Population Pharmacokinetics of Ponatinib in Healthy Adult Volunteers and Patients With Hematologic Malignancies and Model-Informed Dose Selection for Pediatric Development

Abstract

The BCR-ABL1 inhibitor ponatinib is approved for the treatment of adults with chronic myeloid leukemia or Philadelphia chromosome-positive acute lymphoblastic leukemia, including those with the T315I mutation. We report a population pharmacokinetic (PK) model-based analysis for ponatinib and its application to inform dose selection for pediatric development. Plasma concentration-time data were collected from 260 participants (86 healthy volunteers; 174 patients with hematologic malignancies) enrolled across 7 clinical trials. Data were analyzed using nonlinear mixed-effects modelling.

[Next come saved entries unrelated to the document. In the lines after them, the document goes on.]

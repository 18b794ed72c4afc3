#[cfg(feature = "serde")]
use serde::{Deserialize, Serialize};

use chrono::{DateTime, Utc};

use crate::errors::{Error, Result};

/// One time bucket of price action (a K-line node).
///
/// Timestamps are unix seconds. Percentage fields are carried as given by the data source.
#[cfg_attr(feature = "serde", derive(Serialize, Deserialize))]
#[derive(Debug, Clone, Copy, PartialEq, Default)]
pub struct Candle {
    #[cfg_attr(feature = "serde", serde(alias = "sjc"))]
    timestamp: i64,
    #[cfg_attr(feature = "serde", serde(alias = "kpj"))]
    open: f64,
    #[cfg_attr(feature = "serde", serde(alias = "spj"))]
    close: f64,
    #[cfg_attr(feature = "serde", serde(alias = "zgj"))]
    high: f64,
    #[cfg_attr(feature = "serde", serde(alias = "zdj"))]
    low: f64,
    // traded value
    #[cfg_attr(feature = "serde", serde(default, alias = "cje"))]
    amount: f64,
    // traded volume
    #[cfg_attr(feature = "serde", serde(default, alias = "cjl"))]
    volume: f64,
    #[cfg_attr(feature = "serde", serde(default, alias = "zf"))]
    amplitude: f64,
    #[cfg_attr(feature = "serde", serde(default, alias = "zdf"))]
    change_pct: f64,
    #[cfg_attr(feature = "serde", serde(default, alias = "zde"))]
    change: f64,
    #[cfg_attr(feature = "serde", serde(default, alias = "hsl"))]
    turnover: f64,
}

impl Candle {
    /// Unix timestamp (seconds) of the bucket.
    pub fn timestamp(&self) -> i64 {
        self.timestamp
    }

    /// Timestamp as a UTC datetime, if representable.
    pub fn datetime(&self) -> Option<DateTime<Utc>> {
        DateTime::from_timestamp(self.timestamp, 0)
    }

    pub fn open(&self) -> f64 {
        self.open
    }

    pub fn close(&self) -> f64 {
        self.close
    }

    pub fn high(&self) -> f64 {
        self.high
    }

    pub fn low(&self) -> f64 {
        self.low
    }

    /// Traded value over the period.
    pub fn amount(&self) -> f64 {
        self.amount
    }

    /// Traded volume over the period.
    pub fn volume(&self) -> f64 {
        self.volume
    }

    /// Amplitude in percent.
    pub fn amplitude(&self) -> f64 {
        self.amplitude
    }

    /// Price change in percent.
    pub fn change_pct(&self) -> f64 {
        self.change_pct
    }

    /// Price change amount.
    pub fn change(&self) -> f64 {
        self.change
    }

    /// Turnover rate in percent.
    pub fn turnover(&self) -> f64 {
        self.turnover
    }

    /// Mid price of the period, `(high + low) / 2`.
    pub fn average_price(&self) -> f64 {
        (self.high + self.low) / 2.0
    }

    /// Checks `low <= open, close <= high` with finite prices.
    pub fn validate(&self) -> Result<()> {
        let prices = [self.open, self.close, self.high, self.low];
        let finite = prices.iter().all(|p| p.is_finite());
        let ordered = self.low <= self.open.min(self.close) && self.open.max(self.close) <= self.high;
        if !finite || !ordered {
            return Err(Error::InvalidCandle(self.timestamp));
        }
        Ok(())
    }
}

/// Builder for [`Candle`]. Prices and timestamp are required, the rest defaults to zero.
#[derive(Debug, Default)]
pub struct CandleBuilder {
    timestamp: Option<i64>,
    open: Option<f64>,
    close: Option<f64>,
    high: Option<f64>,
    low: Option<f64>,
    amount: f64,
    volume: f64,
    amplitude: f64,
    change_pct: f64,
    change: f64,
    turnover: f64,
}

impl CandleBuilder {
    /// Starts an empty builder.
    pub fn builder() -> Self {
        Self::default()
    }

    pub fn timestamp(mut self, timestamp: i64) -> Self {
        self.timestamp = Some(timestamp);
        self
    }

    pub fn open(mut self, open: f64) -> Self {
        self.open = Some(open);
        self
    }

    pub fn close(mut self, close: f64) -> Self {
        self.close = Some(close);
        self
    }

    pub fn high(mut self, high: f64) -> Self {
        self.high = Some(high);
        self
    }

    pub fn low(mut self, low: f64) -> Self {
        self.low = Some(low);
        self
    }

    pub fn amount(mut self, amount: f64) -> Self {
        self.amount = amount;
        self
    }

    pub fn volume(mut self, volume: f64) -> Self {
        self.volume = volume;
        self
    }

    pub fn amplitude(mut self, amplitude: f64) -> Self {
        self.amplitude = amplitude;
        self
    }

    pub fn change_pct(mut self, change_pct: f64) -> Self {
        self.change_pct = change_pct;
        self
    }

    pub fn change(mut self, change: f64) -> Self {
        self.change = change;
        self
    }

    pub fn turnover(mut self, turnover: f64) -> Self {
        self.turnover = turnover;
        self
    }

    /// Builds the candle, rejecting missing prices and broken `low <= open, close <= high`.
    pub fn build(self) -> Result<Candle> {
        let candle = Candle {
            timestamp: self.timestamp.ok_or(Error::IncompleteCandle("timestamp"))?,
            open: self.open.ok_or(Error::IncompleteCandle("open"))?,
            close: self.close.ok_or(Error::IncompleteCandle("close"))?,
            high: self.high.ok_or(Error::IncompleteCandle("high"))?,
            low: self.low.ok_or(Error::IncompleteCandle("low"))?,
            amount: self.amount,
            volume: self.volume,
            amplitude: self.amplitude,
            change_pct: self.change_pct,
            change: self.change,
            turnover: self.turnover,
        };
        candle.validate()?;
        Ok(candle)
    }
}
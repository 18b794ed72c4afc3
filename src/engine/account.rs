#[cfg(feature = "serde")]
use serde::{Deserialize, Serialize};

use tracing::{debug, info, warn};

use crate::{
    engine::*,
    errors::{Error, Rejection, Result},
};

/// Cash and holdings of an account.
#[cfg_attr(feature = "serde", derive(Serialize, Deserialize))]
#[derive(Debug, Clone, Copy, Default, PartialEq)]
pub struct Balance {
    // Cash on hand
    cash: f64,
    // Cost basis of the held shares
    cost: f64,
    // Held shares
    volume: u64,
}

impl From<(f64, f64, u64)> for Balance {
    fn from((cash, cost, volume): (f64, f64, u64)) -> Self {
        Self { cash, cost, volume }
    }
}

impl Balance {
    /// Cash available for buying.
    pub fn cash(&self) -> f64 {
        self.cash
    }

    /// Cost basis of the held shares.
    pub fn cost(&self) -> f64 {
        self.cost
    }

    /// Number of held shares.
    pub fn volume(&self) -> u64 {
        self.volume
    }
}

/// Side locks set by the strategy. A locked side admits no trade.
#[cfg_attr(feature = "serde", derive(Serialize, Deserialize))]
#[derive(Debug, Clone, Copy, Default, PartialEq, Eq)]
pub struct Locks {
    /// Buying is suspended.
    pub buy: bool,
    /// Selling is suspended.
    pub sell: bool,
}

/// An entrust filled by [`Account::execute_entrust`].
#[derive(Debug, Clone, Copy, PartialEq)]
pub struct Fill {
    /// Side of the executed trade.
    pub side: Side,
    /// The entrust as stored after the fill.
    pub entrust: Entrust,
}

/// A single instrument trading account.
///
/// The account admits or rejects trades, keeps the entrust books, the trade and action logs,
/// and the running [`TradeStats`]. Rejections never panic: they are returned as [`Rejection`]
/// and written to the action log.
#[cfg_attr(feature = "serde", derive(Serialize, Deserialize))]
#[derive(Debug, Clone)]
pub struct Account {
    name: String,
    note: String,
    initial_fund: f64,
    // target instrument code
    target: String,
    balance: Balance,
    stats: TradeStats,
    locks: Locks,
    trade_log: Vec<TradeRecord>,
    action_log: Vec<Action>,
    buy_book: EntrustBook,
    sell_book: EntrustBook,
    // latest observed candle
    last_price: Option<Candle>,
    // candle of the latest executed trade
    last_deal: Option<Candle>,
}

impl Account {
    /// Creates an account with zero cash. [`Account::fund`] seeds the cash from
    /// `initial_fund`.
    pub fn new(name: impl Into<String>, initial_fund: f64) -> Self {
        Self {
            name: name.into(),
            note: String::new(),
            initial_fund,
            target: String::new(),
            balance: Balance::default(),
            stats: TradeStats::default(),
            locks: Locks::default(),
            trade_log: Vec::new(),
            action_log: Vec::new(),
            buy_book: EntrustBook::new(Side::Buy),
            sell_book: EntrustBook::new(Side::Sell),
            last_price: None,
            last_deal: None,
        }
    }

    /// Sets a free text note.
    pub fn with_note(mut self, note: impl Into<String>) -> Self {
        self.note = note.into();
        self
    }

    /// Sets the traded instrument code.
    pub fn with_target(mut self, target: impl Into<String>) -> Self {
        self.target = target.into();
        self
    }

    /// Starts from an existing balance instead of the initial funding.
    pub fn with_balance(mut self, balance: Balance) -> Self {
        self.balance = balance;
        self
    }

    /// Starts from existing statistics.
    pub fn with_stats(mut self, stats: TradeStats) -> Self {
        self.stats = stats;
        self
    }

    /// Checks the identity: non empty name and positive funding.
    pub fn validate(&self) -> Result<()> {
        if self.name.is_empty() {
            return Err(Error::EmptyAccountName);
        }
        if self.initial_fund <= 0.0 || !self.initial_fund.is_finite() {
            return Err(Error::NegZeroFund(self.initial_fund));
        }
        Ok(())
    }

    /// Validates the account and, when the cash is exactly zero, seeds it from the initial
    /// funding.
    pub fn fund(&mut self) -> Result<()> {
        self.validate()?;
        if self.balance.cash == 0.0 {
            self.balance.cash = self.initial_fund;
        }
        Ok(())
    }

    pub fn name(&self) -> &str {
        &self.name
    }

    pub fn note(&self) -> &str {
        &self.note
    }

    pub fn initial_fund(&self) -> f64 {
        self.initial_fund
    }

    pub fn target(&self) -> &str {
        &self.target
    }

    pub fn balance(&self) -> &Balance {
        &self.balance
    }

    pub fn stats(&self) -> &TradeStats {
        &self.stats
    }

    pub fn locks(&self) -> Locks {
        self.locks
    }

    /// Suspends or resumes buying.
    pub fn set_buy_lock(&mut self, locked: bool) {
        self.locks.buy = locked;
    }

    /// Suspends or resumes selling.
    pub fn set_sell_lock(&mut self, locked: bool) {
        self.locks.sell = locked;
    }

    /// Executed trades, oldest first.
    pub fn trade_log(&self) -> &[TradeRecord] {
        &self.trade_log
    }

    /// Audited actions, oldest first.
    pub fn action_log(&self) -> &[Action] {
        &self.action_log
    }

    /// Buy entrusts, highest price first.
    pub fn buy_entrusts(&self) -> &EntrustBook {
        &self.buy_book
    }

    /// Sell entrusts, lowest price first.
    pub fn sell_entrusts(&self) -> &EntrustBook {
        &self.sell_book
    }

    /// Latest observed candle.
    pub fn last_price(&self) -> Option<&Candle> {
        self.last_price.as_ref()
    }

    /// Candle of the latest executed trade. `None` until the first fill.
    pub fn last_deal(&self) -> Option<&Candle> {
        self.last_deal.as_ref()
    }

    /// Cash plus holdings valued at the latest observed close.
    pub fn total_value(&self) -> Option<f64> {
        self.last_price
            .map(|candle| candle.close() * self.balance.volume as f64 + self.balance.cash)
    }

    /// Executes a trade of `volume` shares at `price`, right now.
    ///
    /// ### Arguments
    /// * `side` - Buy or sell. `Hold` is rejected.
    /// * `price` - Unit price, must be positive.
    /// * `volume` - Number of shares, must be positive.
    /// * `candle` - The candle during which the trade happens.
    ///
    /// ### Returns
    /// `Ok(())` when executed. Otherwise the rejection, which is also written to the action
    /// log unless the arguments themselves are invalid.
    ///
    /// ### Example
    /// ```rust
    /// use kline_backtest::prelude::*;
    ///
    /// let candle = CandleBuilder::builder()
    ///     .timestamp(1_664_553_600)
    ///     .open(10.0)
    ///     .close(10.5)
    ///     .high(11.0)
    ///     .low(9.5)
    ///     .build()
    ///     .unwrap();
    ///
    /// let mut account = Account::new("grid", 100_000.0);
    /// account.fund().unwrap();
    /// account.trade(Side::Buy, 10.0, 1000, &candle).unwrap();
    /// assert_eq!(account.balance().cash(), 90_000.0);
    ///
    /// let rejected = account.trade(Side::Sell, 10.0, 2000, &candle);
    /// assert!(matches!(rejected, Err(Rejection::InsufficientHoldings { .. })));
    /// ```
    pub fn trade(
        &mut self,
        side: Side,
        price: f64,
        volume: u64,
        candle: &Candle,
    ) -> std::result::Result<(), Rejection> {
        if volume == 0 || price <= 0.0 || !price.is_finite() || side == Side::Hold {
            warn!(%side, price, volume, timestamp = candle.timestamp(), "invalid trade arguments");
            return Err(Rejection::InvalidArguments { side, price, volume });
        }

        let value = price * volume as f64;
        let rejection = match side {
            Side::Buy if value > self.balance.cash => Some(Rejection::InsufficientBalance {
                required: value,
                available: self.balance.cash,
            }),
            Side::Sell if volume > self.balance.volume => Some(Rejection::InsufficientHoldings {
                requested: volume,
                held: self.balance.volume,
            }),
            Side::Buy if self.locks.buy => Some(Rejection::Locked { side }),
            Side::Sell if self.locks.sell => Some(Rejection::Locked { side }),
            _ => None,
        };
        if let Some(rejection) = rejection {
            info!(%side, price, volume, timestamp = candle.timestamp(), reason = %rejection, "trade rejected");
            let desc = format!(
                "{rejection}: average price {:.2}, order price {price:.2}",
                candle.average_price()
            );
            self.record_action(candle.timestamp(), ActionKind::GaveUp, desc);
            return Err(rejection);
        }

        let kind = match side {
            Side::Buy => {
                self.balance.cash -= value;
                self.balance.cost += value;
                self.balance.volume += volume;
                ActionKind::Bought
            }
            Side::Sell => {
                self.balance.volume -= volume;
                self.balance.cash += value;
                self.balance.cost -= value;
                ActionKind::Sold
            }
            Side::Hold => return Err(Rejection::InvalidArguments { side, price, volume }),
        };

        let desc = format!(
            "{kind} {volume} at {price:.2}, value {value:.2}, band [{:.2} ~ {:.2}]",
            candle.low(),
            candle.high()
        );
        self.record_action(candle.timestamp(), kind, desc);
        self.trade_log.push(TradeRecord::from((candle.timestamp(), side, price, volume)));
        self.last_deal = Some(*candle);

        let valuation = self.last_price.unwrap_or(*candle).close();
        self.stats.update(side, &self.balance, valuation);
        debug!(%side, price, volume, cash = self.balance.cash, held = self.balance.volume, "trade executed");
        Ok(())
    }

    /// Adds a conditional order to the book of `side`, keeping the book sorted.
    ///
    /// `dead_time` is the expiry timestamp, `0` for an entrust that never expires. A `Hold`
    /// side is ignored.
    pub fn create_entrust(&mut self, side: Side, price: f64, volume: u64, start_time: i64, dead_time: i64) {
        let (book, desc) = match side {
            Side::Buy => (
                &mut self.buy_book,
                format!("entrust: buy {volume} when price falls to {price:.2}"),
            ),
            Side::Sell => (
                &mut self.sell_book,
                format!("entrust: sell {volume} when price rises to {price:.2}"),
            ),
            Side::Hold => {
                warn!(price, volume, start_time, "entrust with hold side ignored");
                return;
            }
        };
        book.insert(Entrust::new(price, volume, start_time, dead_time));
        self.record_action(start_time, ActionKind::Entrusted, desc);
    }

    /// Fills at most one triggered entrust, sell side first.
    ///
    /// Within a book entrusts are tried in priority order, skipping filled and expired ones. A
    /// locked side is skipped. If the first triggered entrust cannot be traded, scanning stops
    /// and nothing is filled for this candle.
    ///
    /// ### Returns
    /// The filled entrust, or `None` when nothing was filled.
    pub fn execute_entrust(&mut self, candle: &Candle) -> Option<Fill> {
        for side in [Side::Sell, Side::Buy] {
            let locked = match side {
                Side::Sell => self.locks.sell,
                _ => self.locks.buy,
            };
            if locked {
                continue;
            }

            let Some(idx) = self.book(side).first_triggered(candle) else {
                continue;
            };
            let entrust = self.book(side).entrusts()[idx];
            if self.trade(side, entrust.price(), entrust.volume(), candle).is_err() {
                return None;
            }

            let entrust = self.book_mut(side).get_mut(idx)?;
            entrust.fill(candle.timestamp());
            return Some(Fill {
                side,
                entrust: *entrust,
            });
        }
        None
    }

    /// Records the latest market price and refreshes the statistics without trading.
    pub fn observe(&mut self, candle: &Candle) {
        self.last_price = Some(*candle);
        self.stats.update(Side::Hold, &self.balance, candle.close());
    }

    /// Drops filled and expired entrusts from both books. Returns the number removed.
    pub fn prune_entrusts(&mut self, now: i64) -> usize {
        self.buy_book.prune(now) + self.sell_book.prune(now)
    }

    fn book(&self, side: Side) -> &EntrustBook {
        match side {
            Side::Buy => &self.buy_book,
            _ => &self.sell_book,
        }
    }

    fn book_mut(&mut self, side: Side) -> &mut EntrustBook {
        match side {
            Side::Buy => &mut self.buy_book,
            _ => &mut self.sell_book,
        }
    }

    fn record_action(&mut self, timestamp: i64, kind: ActionKind, desc: String) {
        self.action_log.push(Action::from((timestamp, kind, desc)));
    }
}
//!
//! src/message/mod.rs
//! Message 层：事件消息定义
//!
//! 作为 Event —→ Update 之间的桥梁。
//! 把形形色色的按键与鼠标事件翻译成 Update 能够看懂的 Messages。
//!
//!
//! 有模块结构：
//!     src/message/mod.rs
//!         mod app;            // 主消息 AppMessage
//!         mod calendar;       // 月历子消息：翻月、选中格子、打开编辑器、删除
//!         mod editor;         // 编辑器子消息：输入、光标、提交、取消
//!
//!
//!     在 src/event/handler.rs 中：
//!         pub fn handle_event(event: Event, app: &App) -> AppMessage {
//!             ...
//!             KeyCode::Char('n') => AppMessage::Calendar(CalendarMessage::NextMonth),
//!             ...
//!             _ => AppMessage::Noop
//!         }
//!
//! 最后，Event 将消息传入 Update 层进行处理。
//!     —— 去往 src/update/mod.rs 吧
//!

mod app;
mod calendar;
mod editor;

pub use app::AppMessage;
pub use calendar::CalendarMessage;
pub use editor::EditorMessage;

Ponatinib PK was described by a 2-compartment model with first-order elimination from the central compartment. The final model included body weight and age as covariates on the apparent central volume of distribution; however, exposure variability explained by these covariates was small compared with overall variability in the population. None of the covariates evaluated, including sex, age (19-85 years), race, body weight (40.7-152.0 kg), total bilirubin (0.1-3.16 mg/dL), alanine aminotransferase (6-188 U/L), albumin (23.0-52.5 g/L), and creatinine clearance (≥28 mL/min) had clinically meaningful effects on apparent oral clearance. Simulations based on the final model predicted that daily doses of 15-45 mg result in steady-state average concentrations that are in the pharmacological range for BCR-ABL1 inhibition and approximate or exceed concentrations associated with suppression of T315I mutant clones. The final model was adapted using allometric scaling to inform dose selection for pediatric development.